- _AIM OF THE EXERCISE_: Within the material below, how many lines contain the word "CreateAnimal"? Give that number only.

- _TASK INPUTS_:
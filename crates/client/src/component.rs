//! Terminal views. Each owns one facade, forwards events to it and renders
//! text from the store projections.

use std::fmt::Write as _;

use chrono::NaiveDate;
use contracts::{Animal, CreateAnimal, CreateHerd, UpdateAnimal};
use uuid::Uuid;

use crate::{
    facade::AnimalFacade,
    service::{self, display_label, page_count},
    store::{Operation, Phase},
};

pub struct AnimalListView {
    facade: AnimalFacade,
}

impl AnimalListView {
    pub fn new(facade: AnimalFacade) -> Self {
        Self { facade }
    }

    pub async fn mount(&self) {
        self.facade.load_list().await;
    }

    pub async fn show_page(&self, page: u32) {
        self.facade.request_page(page).await;
    }

    pub async fn next(&self) {
        self.facade.next_page().await;
    }

    pub async fn previous(&self) {
        self.facade.previous_page().await;
    }

    pub async fn filter(&self, kind: Option<String>) {
        self.facade.filter_by_type(kind).await;
    }

    pub async fn open(&self, id: Uuid) {
        self.facade.select(id).await;
    }

    pub async fn remove(&self, id: Uuid) {
        self.facade.delete(id).await;
    }

    pub fn has_error(&self) -> bool {
        self.facade.state().error().with(Option::is_some)
            || self.facade.state().form_errors().with(|e| !e.is_empty())
    }

    pub fn render(&self) -> String {
        let state = self.facade.state();
        let animals = state.animals().get();
        let names = state.herd_names().get();
        let pages = page_count(state.total().get(), state.per_page().get());

        let mut out = String::new();
        let kind = state.filter().get().unwrap_or_else(|| "all".to_string());
        let _ = write!(out, "Animals ({kind}): {} total, page {}/{pages}", state.total().get(), state.page().get());
        if state.phase(Operation::List).get() == Phase::Loading {
            out.push_str(" [loading]");
        }
        out.push('\n');
        if let Some(notice) = self.facade.app().notice().get() {
            let _ = writeln!(out, "* {notice}");
        }
        if let Some(error) = state.error().get() {
            let _ = writeln!(out, "! {error}");
        }
        for error in state.form_errors().get() {
            let _ = writeln!(out, "! {}: {}", error.field, error.message);
        }
        if animals.is_empty() {
            out.push_str("  (no animals)\n");
        }
        for animal in &animals {
            let herd = animal
                .herd_id
                .map(|id| names.get(&id).cloned().unwrap_or_else(|| id.to_string()));
            match herd {
                Some(herd) => {
                    let _ = writeln!(out, "  {}  {}  in {herd}", animal.id, display_label(animal));
                }
                None => {
                    let _ = writeln!(out, "  {}  {}", animal.id, display_label(animal));
                }
            }
        }
        if !animals.is_empty() {
            let tally = service::herd_summary(&animals);
            let by_type = tally
                .by_type
                .iter()
                .map(|t| format!("{} {}", t.count, t.kind))
                .collect::<Vec<_>>()
                .join(", ");
            let _ = writeln!(out, "  on this page: {by_type}; {:.1} kg", tally.total_weight_kg);
        }
        if let Some(selected) = state.selected().get() {
            out.push_str(&render_detail(&selected));
        }
        out
    }
}

fn render_detail(animal: &Animal) -> String {
    let mut out = format!("\n{}\n", display_label(animal));
    let rows = [
        ("id", Some(animal.id.to_string())),
        ("breed", animal.breed.clone()),
        ("born", animal.birth_date.map(|d| d.to_string())),
        ("weight", animal.weight_kg.map(|w| format!("{w} kg"))),
        ("herd", animal.herd_id.map(|h| h.to_string())),
    ];
    for (label, value) in rows {
        if let Some(value) = value {
            let _ = writeln!(out, "  {label:<7}{value}");
        }
    }
    out
}

/// Form for adding or editing one animal. Input is raw text; parsing errors
/// are shown beside the field and block submission.
pub struct AnimalFormView {
    facade: AnimalFacade,
    draft: CreateAnimal,
    editing: Option<Uuid>,
    touched: Vec<&'static str>,
    input_errors: Vec<(String, String)>,
}

impl AnimalFormView {
    pub fn new(facade: AnimalFacade) -> Self {
        Self {
            facade,
            draft: CreateAnimal::default(),
            editing: None,
            touched: Vec::new(),
            input_errors: Vec::new(),
        }
    }

    /// Starts editing `id`; only fields set afterwards are sent. Clearing a
    /// field turns the edit into a full replacement of the current record.
    pub fn edit(&mut self, id: Uuid) {
        self.editing = Some(id);
        self.draft = CreateAnimal::default();
        self.touched.clear();
    }

    /// Starts a full replacement of `animal`, prefilled with its values.
    pub fn replace(&mut self, animal: &Animal) {
        self.editing = Some(animal.id);
        self.draft = CreateAnimal::from(animal);
        self.touched = FIELDS.to_vec();
    }

    /// Sets one field from text input. Empty text clears the field.
    pub fn set_field(&mut self, field: &str, text: &str) {
        self.input_errors.retain(|(f, _)| f != field);
        let text = text.trim();
        let value = (!text.is_empty()).then(|| text.to_string());
        let parsed = match field {
            "name" => {
                self.draft.name = value;
                Ok(())
            }
            "type" => {
                self.draft.kind = value;
                Ok(())
            }
            "tag" => {
                self.draft.tag = value;
                Ok(())
            }
            "breed" => {
                self.draft.breed = value;
                Ok(())
            }
            "birth_date" => parse(value, |v| v.parse::<NaiveDate>().ok(), "expected a date like 2021-04-02")
                .map(|v| self.draft.birth_date = v),
            "weight_kg" => {
                parse(value, |v| v.parse::<f64>().ok(), "expected a number").map(|v| self.draft.weight_kg = v)
            }
            "herd_id" => {
                parse(value, |v| v.parse::<Uuid>().ok(), "expected a herd id").map(|v| self.draft.herd_id = v)
            }
            _ => Err("unknown field".to_string()),
        };
        match parsed {
            Ok(()) => {
                if let Some(name) = FIELDS.iter().copied().find(|f| *f == field) {
                    if !self.touched.contains(&name) {
                        self.touched.push(name);
                    }
                }
            }
            Err(message) => self.input_errors.push((field.to_string(), message)),
        }
    }

    pub fn has_input_errors(&self) -> bool {
        !self.input_errors.is_empty()
    }

    pub fn has_error(&self) -> bool {
        self.has_input_errors()
            || self.facade.state().error().with(Option::is_some)
            || self.facade.state().form_errors().with(|e| !e.is_empty())
    }

    pub async fn submit(&mut self) {
        if self.has_input_errors() {
            return;
        }
        let draft = self.draft.clone();
        match self.editing {
            None => self.facade.submit_create(draft).await,
            Some(id) if self.touched.len() == FIELDS.len() => self.facade.submit_update(id, draft).await,
            Some(id) if self.clears_a_field() => {
                self.facade.select(id).await;
                let current = self.facade.state().selected().get().filter(|a| a.id == id);
                if let Some(current) = current {
                    self.facade.submit_update(id, self.merged_over(&current)).await;
                }
            }
            Some(id) => self.facade.submit_patch(id, self.patch()).await,
        }
    }

    fn clears_a_field(&self) -> bool {
        let draft = &self.draft;
        self.touched.iter().any(|field| match *field {
            "name" => draft.name.is_none(),
            "type" => draft.kind.is_none(),
            "tag" => draft.tag.is_none(),
            "breed" => draft.breed.is_none(),
            "birth_date" => draft.birth_date.is_none(),
            "weight_kg" => draft.weight_kg.is_none(),
            "herd_id" => draft.herd_id.is_none(),
            _ => false,
        })
    }

    /// The current record with every touched field taken from the draft.
    fn merged_over(&self, current: &Animal) -> CreateAnimal {
        let mut merged = CreateAnimal::from(current);
        let draft = self.draft.clone();
        for field in &self.touched {
            match *field {
                "name" => merged.name = draft.name.clone(),
                "type" => merged.kind = draft.kind.clone(),
                "tag" => merged.tag = draft.tag.clone(),
                "breed" => merged.breed = draft.breed.clone(),
                "birth_date" => merged.birth_date = draft.birth_date,
                "weight_kg" => merged.weight_kg = draft.weight_kg,
                "herd_id" => merged.herd_id = draft.herd_id,
                _ => {}
            }
        }
        merged
    }

    fn patch(&self) -> UpdateAnimal {
        let touched = |name: &str| self.touched.iter().any(|t| *t == name);
        let draft = self.draft.clone();
        UpdateAnimal {
            name: draft.name.filter(|_| touched("name")),
            kind: draft.kind.filter(|_| touched("type")),
            tag: draft.tag.filter(|_| touched("tag")),
            breed: draft.breed.filter(|_| touched("breed")),
            birth_date: draft.birth_date.filter(|_| touched("birth_date")),
            weight_kg: draft.weight_kg.filter(|_| touched("weight_kg")),
            herd_id: draft.herd_id.filter(|_| touched("herd_id")),
        }
    }

    pub fn render(&self) -> String {
        let state = self.facade.state();
        let mut out = match self.editing {
            Some(id) => format!("Edit animal {id}\n"),
            None => "New animal\n".to_string(),
        };
        if let Some(notice) = self.facade.app().notice().get() {
            let _ = writeln!(out, "* {notice}");
        }
        if let Some(error) = state.error().get() {
            let _ = writeln!(out, "! {error}");
        }
        for (field, message) in &self.input_errors {
            let _ = writeln!(out, "! {field}: {message}");
        }
        for error in state.form_errors().get() {
            let _ = writeln!(out, "! {}: {}", error.field, error.message);
        }
        if let Some(saved) = state.selected().get() {
            out.push_str(&render_detail(&saved));
        }
        out
    }
}

/// Herd screen: registers herds, shows one herd's summary and moves animals
/// into it.
pub struct HerdView {
    facade: AnimalFacade,
}

impl HerdView {
    pub fn new(facade: AnimalFacade) -> Self {
        Self { facade }
    }

    pub async fn create(&self, name: &str, location: Option<&str>, capacity: Option<i64>) {
        let form = CreateHerd {
            name: Some(name.trim().to_string()).filter(|n| !n.is_empty()),
            location: location.map(str::to_string),
            capacity,
        };
        self.facade.create_herd(form).await;
    }

    pub async fn show(&self, id: Uuid) {
        self.facade.show_herd(id).await;
    }

    pub async fn move_animals(&self, herd_id: Uuid, animal_ids: Vec<Uuid>) {
        self.facade.move_to_herd(herd_id, animal_ids).await;
    }

    pub fn has_error(&self) -> bool {
        self.facade.state().error().with(Option::is_some)
            || self.facade.state().form_errors().with(|e| !e.is_empty())
    }

    pub fn render(&self) -> String {
        let state = self.facade.state();
        let mut out = String::new();
        if let Some(notice) = self.facade.app().notice().get() {
            let _ = writeln!(out, "* {notice}");
        }
        if let Some(error) = state.error().get() {
            let _ = writeln!(out, "! {error}");
        }
        for error in state.form_errors().get() {
            let _ = writeln!(out, "! {}: {}", error.field, error.message);
        }
        if let Some(herd) = state.herd_summary().get() {
            let _ = write!(out, "Herd {}: {} head", herd.name, herd.head_count);
            if let Some(capacity) = herd.capacity {
                let _ = write!(out, " (capacity {capacity})");
            }
            out.push('\n');
            let _ = writeln!(out, "  id     {}", herd.herd_id);
            if !herd.by_type.is_empty() {
                let by_type = herd
                    .by_type
                    .iter()
                    .map(|t| format!("{} {}", t.count, t.kind))
                    .collect::<Vec<_>>()
                    .join(", ");
                let _ = writeln!(out, "  {by_type}; {:.1} kg", herd.total_weight_kg);
            }
        }
        out
    }
}

const FIELDS: [&str; 7] = ["name", "type", "tag", "breed", "birth_date", "weight_kg", "herd_id"];

fn parse<T>(value: Option<String>, parse: impl Fn(&str) -> Option<T>, message: &str) -> Result<Option<T>, String> {
    match value {
        None => Ok(None),
        Some(text) => parse(&text).map(Some).ok_or_else(|| message.to_string()),
    }
}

- _RESULT_: 7